Common Reasons Caregivers Seek Therapy Treatment

The following are common reasons caregivers seek therapy:

  • Anger or Frustration: When you’re upset or frustrated, your temper is shorter than usual. You begin to dislike even tiny annoyances.
  • Caregiver Stress: You experience the sensation of the entire world pressing down on you. Among other things, you’re experiencing physical pains and symptoms, such as a stomach tied in knots.
  • Anxiety: Worries have increased for no apparent reason. Despite your best efforts, you occasionally harbor doubts.
  • Burnout: Emotional exhaustion characterizes burnout. As a result, you can experience a sense of separation caring for a loved one.
  • Fear: This is a case of anxiousness out of control. You worry that you’ll hurt yourself or a loved one if you make a mistake.
  • Depression: Some individuals refer to depression as “the blues.” Additionally, you may want to cry or wish you could.
  • Grief or Sadness: When you expect to lose the person you are caring for, you may experience grief or melancholy. How unwell or how much agony they are going through feels unfair.
  • Guilt: A caregiver could feel guilty for not being able to give their patients greater care or for not giving their other responsibilities enough attention.
  • Isolation and loneliness: People who provide unpaid care for others may not have time for themselves because they spend all their free time caring for others. They might need to alter their job schedules, habits, and interpersonal interactions. Emotional pain may ensue for those who are unable to interact with others or spend time taking care of their own needs.
  • Physical strain, illness, and exhaustion: Caregivers might not have time to exercise, eat healthfully, or sleep sufficiently. In addition, caregivers are more likely than non-caregivers to have weakened immune systems and spend more time unwell.

What Happens in Therapy for Caregivers?

Every counselor may handle caregiving counseling differently because they will customize their suggestions and assistance based on your particular requirements. You two can discuss and decide, together, priorities and goals. You may require assistance managing multiple issues or just one or two.

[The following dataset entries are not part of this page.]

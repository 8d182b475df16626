//! Animator beams: hydros driven by vehicle state.
//!
//! Each source adds to (or overrides) the hydro's command state and counts
//! towards its divisor, in a fixed evaluation order. Aircraft and boat
//! sources read subsystems this crate does not simulate; they contribute a
//! neutral value so the divisor stays as authored.

use sim_truck::document::records::{AeroSource, AnimatorSource};
use sim_types::Vec3;

/// Vehicle state sampled once per substep for animators.
#[derive(Debug, Clone, Copy, Default, PartialEq)]
pub struct AnimatorFrame {
    /// Average wheel speed, m/s.
    pub wheel_speed: f64,
    /// Speedometer full scale, same unit as `wheel_speed`.
    pub speedo_max: f64,
    /// Brake input.
    pub brake: f64,
    /// Parking brake engaged, 0 or 1.
    pub parking_brake: f64,
    /// Engine figures when the actor has one.
    pub engine: Option<EngineFrame>,
    /// First wheel differential state: 0 open, 0.5 split, 1 locked.
    pub diff_lock: Option<f64>,
    /// Camera direction.
    pub camera_dir: Vec3,
    /// Camera roll vector.
    pub camera_roll: Vec3,
    /// Position of node 0.
    pub reference_position: Vec3,
    /// Velocity of node 0.
    pub reference_velocity: Vec3,
}

/// Engine part of [`AnimatorFrame`].
#[derive(Debug, Clone, Copy, Default, PartialEq)]
pub struct EngineFrame {
    /// Engine RPM.
    pub rpm: f64,
    /// Max RPM.
    pub max_rpm: f64,
    /// Turbo pressure, psi.
    pub turbo_psi: f64,
    /// Accelerator.
    pub accel: f64,
    /// Clutch.
    pub clutch: f64,
    /// Current gear.
    pub gear: i32,
    /// Forward gear count.
    pub num_gears: i32,
    /// Crank factor.
    pub crank_factor: f64,
}

/// Animator state carried between substeps, one per actor.
#[derive(Debug, Clone, Copy, Default, PartialEq)]
pub struct AnimatorMemory {
    previous_crank: f64,
    previous_gear: i32,
    shift_timer: f64,
}

/// Source list of an animator hydro.
#[derive(Debug, Clone, PartialEq)]
pub struct Animator {
    /// Vehicle-state sources.
    pub sources: Vec<AnimatorSource>,
    /// Aircraft engine source.
    pub aero: Option<(AeroSource, u32)>,
}

impl Animator {
    fn has(&self, source: AnimatorSource) -> bool {
        self.sources.contains(&source)
    }

    /// Fold this animator's sources into `state`, counting each in `div`.
    pub fn contribute(
        &self,
        frame: &AnimatorFrame,
        memory: &mut AnimatorMemory,
        dt: f64,
        state: &mut f64,
        div: &mut u32,
    ) {
        use AnimatorSource as S;
        let mut acc = Fold {
            state: *state,
            div: *div,
        };

        // No screw propellers: the average of nothing is zero.
        if self.has(S::BoatRudder) {
            acc.set(0.0);
        }
        if self.has(S::BoatThrottle) {
            acc.set(0.0);
        }
        if self.has(S::DiffLock) {
            acc.set(frame.diff_lock.unwrap_or(0.5));
        }
        if let Some(engine) = frame.engine {
            if self.has(S::Torque) {
                let torque = engine.crank_factor.max(0.0);
                let mut v = acc.state;
                if torque >= memory.previous_crank {
                    v -= torque / 10.0;
                } else {
                    v = 0.0;
                }
                memory.previous_crank = torque;
                acc.set(v.max(-1.0));
            }
            if self.has(S::SequentialShift) {
                let mut v = acc.state;
                if engine.gear > memory.previous_gear {
                    v = 1.0;
                    memory.shift_timer = 0.2;
                }
                if engine.gear < memory.previous_gear {
                    v = -1.0;
                    memory.shift_timer = -0.2;
                }
                memory.previous_gear = engine.gear;
                if memory.shift_timer > 0.0 {
                    v = 1.0;
                    memory.shift_timer = (memory.shift_timer - dt).max(0.0);
                }
                if memory.shift_timer < 0.0 {
                    v = -1.0;
                    memory.shift_timer = (memory.shift_timer + dt).min(0.0);
                }
                acc.set(v);
            }
            if self.has(S::ShiftLeftRight) {
                let v = match engine.gear {
                    0 => -0.5,
                    g if g < 0 => 1.0,
                    g => acc.state - f64::from((g - 1) / 2),
                };
                acc.set(v);
            }
            if self.has(S::ShiftBackForth) {
                let v = match engine.gear {
                    0 => 0.5,
                    g if g < 0 => 1.0,
                    g => f64::from(g % 2),
                };
                acc.set(v);
            }
            if self.has(S::GearSelect) {
                let v = acc.state
                    - (f64::from(engine.gear) + 2.0) / (f64::from(engine.num_gears) + 2.0);
                acc.set(v);
            }
        }
        if self.has(S::Parking) {
            acc.set(acc.state - frame.parking_brake);
        }
        if self.has(S::Speedo) {
            let scale = if frame.speedo_max > 0.0 {
                frame.speedo_max
            } else {
                140.0
            };
            acc.set(acc.state - frame.wheel_speed / scale * 3.0);
        }
        if let Some(engine) = frame.engine {
            if self.has(S::Tacho) && engine.max_rpm > 0.0 {
                acc.set(acc.state - engine.rpm / engine.max_rpm);
            }
            if self.has(S::Turbo) {
                acc.set(acc.state - engine.turbo_psi * 3.34 / 67.0);
            }
        }
        if self.has(S::Brakes) {
            acc.set(acc.state - frame.brake);
        }
        if let Some(engine) = frame.engine {
            if self.has(S::Accel) {
                acc.set(acc.state - (engine.accel + 0.06));
            }
            if self.has(S::Clutch) {
                acc.set(acc.state - (1.0 - engine.clutch).abs());
            }
        }
        if self.has(S::Airspeed) {
            let altitude = frame.reference_position.y;
            let pressure = 101_325.0 * (1.0 - 0.0065 * altitude / 288.15).powf(5.24947);
            let density = pressure * 0.000_012_089_6;
            let knots = frame.reference_velocity.norm() * 1.9438 * (density / 1.225).sqrt();
            acc.set(acc.state - knots / 100.0);
        }
        if self.has(S::VerticalVelocity) {
            let vvi = frame.reference_velocity.y * 196.85;
            acc.set((acc.state - vvi / 6000.0).clamp(-1.0, 1.0));
        }
        if self.has(S::Altimeter1k) {
            let alt = frame.reference_position.y * 1.1811 / 360.0;
            acc.set(acc.state - alt.fract());
        }
        if self.has(S::Altimeter10k) {
            let alt = frame.reference_position.y * 1.1811 / 3600.0;
            acc.set((acc.state - alt.fract()).max(-1.0));
        }
        if self.has(S::Altimeter100k) {
            let alt = frame.reference_position.y * 1.1811 / 36000.0;
            acc.set((acc.state - alt).max(-1.0));
        }
        if self.has(S::AngleOfAttack) {
            // No wings: zero angle of attack.
            acc.set(acc.state.clamp(-1.0, 1.0));
        }
        if self.has(S::Roll) {
            let up = frame.camera_dir.cross(&-frame.camera_roll);
            let mut angle = frame.camera_roll.y.clamp(-1.0, 1.0).asin().to_degrees();
            if up.y < 0.0 {
                angle = 180.0 - angle;
            }
            let mut v = angle / 180.0;
            if v >= 1.0 {
                v -= 2.0;
            }
            acc.set(v);
        }
        if self.has(S::Pitch) {
            let angle = frame.camera_dir.y.clamp(-1.0, 1.0).asin().to_degrees();
            acc.set(angle / 90.0);
        }
        if self.has(S::AirBrake) {
            acc.set(acc.state);
        }
        if self.has(S::Flap) {
            acc.set(0.0);
        }
        *state = acc.state;
        *div = acc.div;
    }
}

struct Fold {
    state: f64,
    div: u32,
}

impl Fold {
    fn set(&mut self, value: f64) {
        self.state = value;
        self.div += 1;
    }
}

Counseling for caregivers does have certain things in common, including providing emotional support, emphasizing your strengths, and assisting you in finding solutions.

There are different types of caregiver counseling, including the following:12

  • Individual therapy treatment: Private sessions with a licensed therapist, counselor, or psychologist – This expert focuses on your caregiver position and feelings. Your areas of strength are needed to strengthen weak or reactive areas.
  • Caregiver Family Therapy: These sessions can improve a family’s functioning by identifying and addressing concerns in your family system. You meet with your therapist and family, concentrating on issues that might prevent caregivers from giving their family members compassionate, thorough care.
  • Caregiver Group Therapy: A certified counselor or professional therapist who has received special training in group therapy often oversees caregiver group therapy. They lead the group of caregivers through various drills and activities. As a result of learning about one another’s struggles and sentiments, this type of caregiver counseling aids in developing trust among group members and feeling less alone. Caregivers discover a mutual understanding and the distinctiveness of each person’s life narrative.
  • Respite Care: Primary caregivers can receive temporary relief in a few days, weeks, or an afternoon with respite care. This care can happen in a hospital, home, or adult day center.13

Licensed therapists can assist you in processing your emotions, learning to set boundaries, improving communication with your care recipient and other family members, and strengthening your problem-solving skills.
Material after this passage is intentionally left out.